A l'appui de son refus, la mairie de Paris invoque une atteinte au principe d'égalité. On comprend que le fait que Michel Déon ait été un écrivain à succès, membre de l'Académie, et revendiquant des convictions monarchistes, ne joue pas vraiment en sa faveur. Souvenons-nous cependant du cas de Maria-Francesca, ce bébé rom décédé à l'âge de trois mois, et que le maire de Champlan refusait d'inhumer dans le cimetière de sa commune. Comme Michel Déon, elle n'entrait dans aucune des catégories prévues par le code des collectivités territoriales.

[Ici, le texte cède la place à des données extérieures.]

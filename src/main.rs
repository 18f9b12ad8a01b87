#![forbid(unsafe_code)]

//! `notebook-chat`: run chat-notebook cells from the command line.
//!
//! Loads a JSON notebook, runs the requested cells with the configured
//! runner, and writes the updated notebook back in place.

use std::path::PathBuf;
use std::sync::Arc;

use clap::{Parser, Subcommand, ValueEnum};
use tracing::{error, info};
use tracing_subscriber::{fmt, EnvFilter};

use notebook_chat::config::GlobalConfig;
use notebook_chat::conversation::{expand_conversation, extract_conversation};
use notebook_chat::document::notebook_file::{load_notebook, save_notebook};
use notebook_chat::document::DocumentService;
use notebook_chat::notify::TracingNotifier;
use notebook_chat::orchestrator::NotebookController;
use notebook_chat::runner::build_runner;
use notebook_chat::{AppError, Result};

#[derive(Debug, Copy, Clone, Eq, PartialEq, ValueEnum)]
enum LogFormat {
    Text,
    Json,
}

#[derive(Debug, Parser)]
#[command(name = "notebook-chat", about = "Chat notebook cell runner", version, long_about = None)]
struct Cli {
    /// Path to the TOML configuration file.
    #[arg(long)]
    config: Option<PathBuf>,

    /// Log output format (text or json).
    #[arg(long, value_enum, default_value_t = LogFormat::Text)]
    log_format: LogFormat,

    #[command(subcommand)]
    command: Command,
}

#[derive(Debug, Subcommand)]
enum Command {
    /// Run one or more cells and save the notebook.
    Run {
        /// Notebook JSON file.
        #[arg(long)]
        notebook: PathBuf,
        /// Cell index to run; repeat to run several in order.
        #[arg(long = "cell", required = true)]
        cells: Vec<usize>,
    },
    /// Print the expanded conversation a cell would send, without editing.
    Messages {
        /// Notebook JSON file.
        #[arg(long)]
        notebook: PathBuf,
        /// Index of the triggering cell.
        #[arg(long)]
        cell: usize,
    },
}

fn main() -> Result<()> {
    let args = Cli::parse();
    init_tracing(args.log_format)?;

    tokio::runtime::Builder::new_current_thread()
        .enable_all()
        .build()
        .map_err(|err| AppError::Config(format!("failed to build tokio runtime: {err}")))?
        .block_on(run(args))
}

async fn run(args: Cli) -> Result<()> {
    let config = match args.config {
        Some(path) => GlobalConfig::load_from_path(path)?,
        None => GlobalConfig::default(),
    };

    match args.command {
        Command::Run { notebook, cells } => run_cells(config, notebook, &cells).await,
        Command::Messages { notebook, cell } => print_messages(&config, &notebook, cell).await,
    }
}

async fn run_cells(config: GlobalConfig, notebook: PathBuf, cells: &[usize]) -> Result<()> {
    let document = Arc::new(load_notebook(&notebook)?);
    let runner = build_runner(&config.runner)?;
    let controller = Arc::new(NotebookController::new(
        Arc::clone(&document) as Arc<dyn DocumentService>,
        runner,
        Arc::new(TracingNotifier),
        config,
    ));
    info!(notebook = %notebook.display(), cells = cells.len(), "running cells");

    let interrupter = Arc::clone(&controller);
    let signal_task = tokio::spawn(async move {
        shutdown_signal().await;
        info!("interrupt signal received");
        interrupter.interrupt();
    });

    let outcomes = controller.execute_cells(cells).await;
    signal_task.abort();

    save_notebook(document.as_ref(), &notebook)?;

    let mut failures = 0usize;
    for (requested, outcome) in cells.iter().zip(&outcomes) {
        let response = outcome
            .response_index
            .map_or_else(|| "-".to_owned(), |index| index.to_string());
        if outcome.success {
            println!("cell {requested}: ok (response cell {response})");
        } else {
            failures += 1;
            let reason = outcome.error.as_deref().unwrap_or("unknown error");
            println!("cell {requested}: failed: {reason}");
        }
    }

    if failures == 0 {
        Ok(())
    } else {
        error!(failures, "one or more cells failed");
        Err(AppError::Runner(format!("{failures} cell(s) failed")))
    }
}

async fn print_messages(
    config: &GlobalConfig,
    notebook: &std::path::Path,
    cell: usize,
) -> Result<()> {
    let document = load_notebook(notebook)?;
    let cells = document.cells();
    if cell >= cells.len() {
        return Err(AppError::NotFound(format!("cell {cell} does not exist")));
    }

    let base_dir = config.resolve_base_dir(document.base_dir());
    let messages = extract_conversation(&cells, cell);
    let messages = expand_conversation(messages, &base_dir, &TracingNotifier).await;

    println!("{}", serde_json::to_string_pretty(&messages)?);
    Ok(())
}

async fn shutdown_signal() {
    let ctrl_c = tokio::signal::ctrl_c();

    #[cfg(unix)]
    {
        match tokio::signal::unix::signal(tokio::signal::unix::SignalKind::terminate()) {
            Ok(mut sigterm) => {
                tokio::select! {
                    _ = ctrl_c => {}
                    _ = sigterm.recv() => {}
                }
            }
            Err(err) => {
                tracing::warn!(%err, "failed to register SIGTERM handler, using ctrl-c only");
                let _ = ctrl_c.await;
            }
        }
    }

    #[cfg(not(unix))]
    {
        if let Err(err) = ctrl_c.await {
            tracing::error!(%err, "ctrl-c signal handler failed");
        }
    }
}

fn init_tracing(log_format: LogFormat) -> Result<()> {
    let env_filter = EnvFilter::try_from_default_env().unwrap_or_else(|_| EnvFilter::new("info"));
    let subscriber = fmt().with_env_filter(env_filter).with_writer(std::io::stderr);

    match log_format {
        LogFormat::Text => subscriber
            .try_init()
            .map_err(|err| AppError::Config(format!("failed to init tracing: {err}")))?,
        LogFormat::Json => subscriber
            .json()
            .try_init()
            .map_err(|err| AppError::Config(format!("failed to init tracing: {err}")))?,
    }

    Ok(())
}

A l'époque, le refus du maire avait fait grand bruit, au point que le Défenseur des droits s'était saisi du dossier et avait déclaré la décision "illégale et discriminatoire". L'égalité invoquée par la mairie de Paris serait-elle, in fine, une égalité devant les discriminations ? Elle devrait plutôt réfléchir à l'idée que l'égalité devant la mort est bien réelle, car, comme le disait allègrement Henri Rochefort : "Si haut qu'on monte, on finit toujours par des cendres". .







3 commentaires:

  1. Il me semble que Michel Déon soit décédé 28 décembre 2016 et non 2017.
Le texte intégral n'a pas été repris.